Milaca man indicted for distributing child pornography
FOR IMMEDIATE RELEASE
November 15, 2011
MINNEAPOLIS—A federal indictment unsealed yesterday charges a 50-year-old Milaca man with distributing images and videos containing child pornography. Kenneth John Gastecki was charged with one count of distribution of child pornography. The indictment, which was filed on November 8, 2011, was unsealed following Gastecki’s arraignment in federal court.
The indictment alleges that on July 29, 2009, Gastecki distributed images and videos that contained visual depictions of minors engaging in sexually explicit conduct.

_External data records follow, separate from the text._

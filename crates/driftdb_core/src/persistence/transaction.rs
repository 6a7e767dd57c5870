//! Transactions over the store.

use super::log::LogRecord;
use super::state::StoreState;
use crate::error::{CoreError, CoreResult};
use crate::globals_cache::GlobalsCache;
use crate::model::DocumentKey;
use crate::mutation_queue::MutationQueue;
use crate::reference_set::ReferenceSet;
use crate::remote_document_cache::RemoteDocumentCache;
use crate::target_cache::TargetCache;
use crate::types::ListenSequenceNumber;
use std::fmt;

/// Access mode of a transaction.
#[derive(Debug, Clone, Copy, PartialEq, Eq, Hash)]
pub enum TransactionMode {
    /// Reads only. Writes fail with a contract violation.
    ReadOnly,
    /// Reads and writes.
    ReadWrite,
    /// Reads and writes; requires the persistence to hold the primary lease.
    ReadWritePrimary,
}

impl TransactionMode {
    /// True for [`TransactionMode::ReadOnly`].
    #[must_use]
    pub const fn is_read_only(self) -> bool {
        matches!(self, Self::ReadOnly)
    }
}

type CommittedListener = Box<dyn FnOnce() + Send>;

/// A unit of work against the store.
///
/// Works on a private copy of the store state. Writes are applied to the
/// copy immediately and recorded; on commit the records are appended to the
/// commit log and the copy becomes the visible state.
pub struct PersistenceTransaction {
    action: String,
    mode: TransactionMode,
    sequence_number: ListenSequenceNumber,
    pub(crate) state: StoreState,
    records: Vec<LogRecord>,
    listeners: Vec<CommittedListener>,
}

impl PersistenceTransaction {
    pub(crate) fn new(
        action: &str,
        mode: TransactionMode,
        sequence_number: ListenSequenceNumber,
        state: StoreState,
    ) -> Self {
        Self {
            action: action.to_string(),
            mode,
            sequence_number,
            state,
            records: Vec::new(),
            listeners: Vec::new(),
        }
    }

    /// Name of the operation running the transaction.
    #[must_use]
    pub fn action(&self) -> &str {
        &self.action
    }

    /// Access mode.
    #[must_use]
    pub fn mode(&self) -> TransactionMode {
        self.mode
    }

    /// Sequence number assigned to this transaction.
    #[must_use]
    pub fn current_sequence_number(&self) -> ListenSequenceNumber {
        self.sequence_number
    }

    /// Registers a callback to run after the transaction commits.
    ///
    /// Listeners run outside the store lock and are dropped if the
    /// transaction fails.
    pub fn add_on_committed_listener(&mut self, listener: impl FnOnce() + Send + 'static) {
        self.listeners.push(Box::new(listener));
    }

    /// The mutation queue.
    pub fn mutation_queue(&mut self) -> MutationQueue<'_> {
        MutationQueue::new(self)
    }

    /// The remote document cache.
    pub fn remote_document_cache(&mut self) -> RemoteDocumentCache<'_> {
        RemoteDocumentCache::new(self)
    }

    /// The target cache.
    pub fn target_cache(&mut self) -> TargetCache<'_> {
        TargetCache::new(self)
    }

    /// The globals cache.
    pub fn globals_cache(&mut self) -> GlobalsCache<'_> {
        GlobalsCache::new(self)
    }

    /// Documents pinned by live local views.
    #[must_use]
    pub fn local_view_references(&self) -> &ReferenceSet {
        &self.state.local_view_references
    }

    /// Applies a record to the working copy and queues it for the log.
    pub(crate) fn write(&mut self, record: LogRecord) -> CoreResult<()> {
        self.ensure_writable()?;
        self.state.apply(&record);
        self.records.push(record);
        Ok(())
    }

    /// Stamps `keys` with the current sequence number for LRU bookkeeping.
    pub(crate) fn touch_documents(&mut self, keys: Vec<DocumentKey>) -> CoreResult<()> {
        if keys.is_empty() {
            return Ok(());
        }
        let sequence_number = self.sequence_number;
        self.write(LogRecord::TouchDocuments {
            keys,
            sequence_number,
        })
    }

    /// Mutable access to the local-view pins. Not logged.
    pub(crate) fn local_view_references_mut(&mut self) -> CoreResult<&mut ReferenceSet> {
        self.ensure_writable()?;
        Ok(&mut self.state.local_view_references)
    }

    pub(crate) fn ensure_writable(&self) -> CoreResult<()> {
        if self.mode.is_read_only() {
            return Err(CoreError::contract_violation(format!(
                "write in read-only transaction '{}'",
                self.action
            )));
        }
        Ok(())
    }

    pub(crate) fn into_parts(self) -> (StoreState, Vec<LogRecord>, Vec<CommittedListener>) {
        (self.state, self.records, self.listeners)
    }
}

impl fmt::Debug for PersistenceTransaction {
    fn fmt(&self, f: &mut fmt::Formatter<'_>) -> fmt::Result {
        f.debug_struct("PersistenceTransaction")
            .field("action", &self.action)
            .field("mode", &self.mode)
            .field("sequence_number", &self.sequence_number)
            .field("records", &self.records.len())
            .finish_non_exhaustive()
    }
}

During the execution of a search warrant at Gastecki’s residence, authorities seized more than 15,000 images of child pornography.

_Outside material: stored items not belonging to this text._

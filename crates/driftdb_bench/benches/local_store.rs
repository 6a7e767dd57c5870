//! Local store operation benchmarks.

use criterion::{black_box, criterion_group, criterion_main, BenchmarkId, Criterion, Throughput};
use driftdb_bench::{random_keys, set_mutations};
use driftdb_codec::ResourcePath;
use driftdb_core::{LocalStore, Persistence, Query, StoreConfig};
use std::sync::Arc;
use tokio::runtime::Runtime;

fn store() -> LocalStore {
    let config = StoreConfig::default().sync_on_commit(false);
    LocalStore::new(Arc::new(Persistence::in_memory(config)))
}

/// Benchmark local writes of growing batch size.
fn bench_write_locally(c: &mut Criterion) {
    let runtime = Runtime::new().unwrap();
    let mut group = c.benchmark_group("write_locally");

    for batch_size in [1, 10, 100].iter() {
        group.throughput(Throughput::Elements(*batch_size as u64));
        group.bench_with_input(BenchmarkId::from_parameter(batch_size), batch_size, |b, &batch_size| {
            let store = store();
            let mutations = set_mutations(&random_keys("bench", batch_size), 4);
            b.iter(|| {
                runtime
                    .block_on(store.write_locally(black_box(mutations.clone())))
                    .unwrap();
            });
        });
    }
    group.finish();
}

/// Benchmark a collection query over pending writes.
fn bench_execute_query(c: &mut Criterion) {
    let runtime = Runtime::new().unwrap();
    let mut group = c.benchmark_group("execute_query");

    for count in [10, 100, 1000].iter() {
        group.throughput(Throughput::Elements(*count as u64));
        group.bench_with_input(BenchmarkId::from_parameter(count), count, |b, &count| {
            let store = store();
            runtime
                .block_on(store.write_locally(set_mutations(&random_keys("bench", count), 4)))
                .unwrap();
            let query = Query::at_path(ResourcePath::from_string("bench"));
            b.iter(|| {
                let result = runtime.block_on(store.execute_query(&query, false)).unwrap();
                black_box(result);
            });
        });
    }
    group.finish();
}

criterion_group!(benches, bench_write_locally, bench_execute_query);
criterion_main!(benches);
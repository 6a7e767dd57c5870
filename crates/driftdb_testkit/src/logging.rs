//! Log output for tests.

use tracing_subscriber::EnvFilter;

/// Installs a test-friendly `tracing` subscriber once per process.
///
/// The filter comes from `RUST_LOG` and defaults to `warn`. Later calls are
/// no-ops.
pub fn init_tracing() {
    let filter = EnvFilter::try_from_default_env().unwrap_or_else(|_| EnvFilter::new("warn"));
    let _ = tracing_subscriber::fmt()
        .with_env_filter(filter)
        .with_test_writer()
        .try_init();
}
//! Persistent ordered collections.
//!
//! Both collections are immutable: updates return a new version that shares
//! unchanged subtrees with the old one. The persistence layer relies on this
//! to hand a transaction a private working copy of the whole store in O(1).

mod sorted_map;
mod sorted_set;

pub use sorted_map::{Comparator, Iter, NaturalOrder, SortedMap};
pub use sorted_set::{Keys, SortedSet};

If convicted, Gastecki faces a potential maximum penalty of 20 years in prison, with a mandatory minimum penalty of five years. All sentences will be determined by a federal district court judge. This case is the result of an investigation by the Minnesota Cyber Crimes Task Force, which is sponsored by the Federal Bureau of Investigation and the United States Secret Service. The case is being prosecuted by Assistant U.S. Attorney Clifford B. Wardlaw.
Presently, the Justice Department is funding a study concerning the correlation between involvement in child pornography and the hands-on sexual abuse of children. A 2008 study (The Butner Study) published in the Journal of Family Violence found that up to 80 percent of federal inmates incarcerated for possession, receipt, or distribution of child pornography also admitted to hands-on sexual abuse of children, ranging from touching to rape.
The U.S. Department of Justice is committed to combating the sexual exploitation of children, particularly via the Internet. In Fiscal Year 2010, 2,235 defendants pleaded guilty to federal child pornography charges, 2,222 of whom were sentenced to prison. In Fiscal Year 2009, 2,083 defendants were sentenced to prison on child pornography charges. For more information about these efforts, please visit the Department’s Project Safe Childhood website, at www.projectsafechildhood.gov.
An indictment is a determination by a grand jury that there is probable cause to believe that offenses have been committed by a defendant. A defendant, of course, is presumed innocent until he or she pleads guilty or is proven guilty at trial.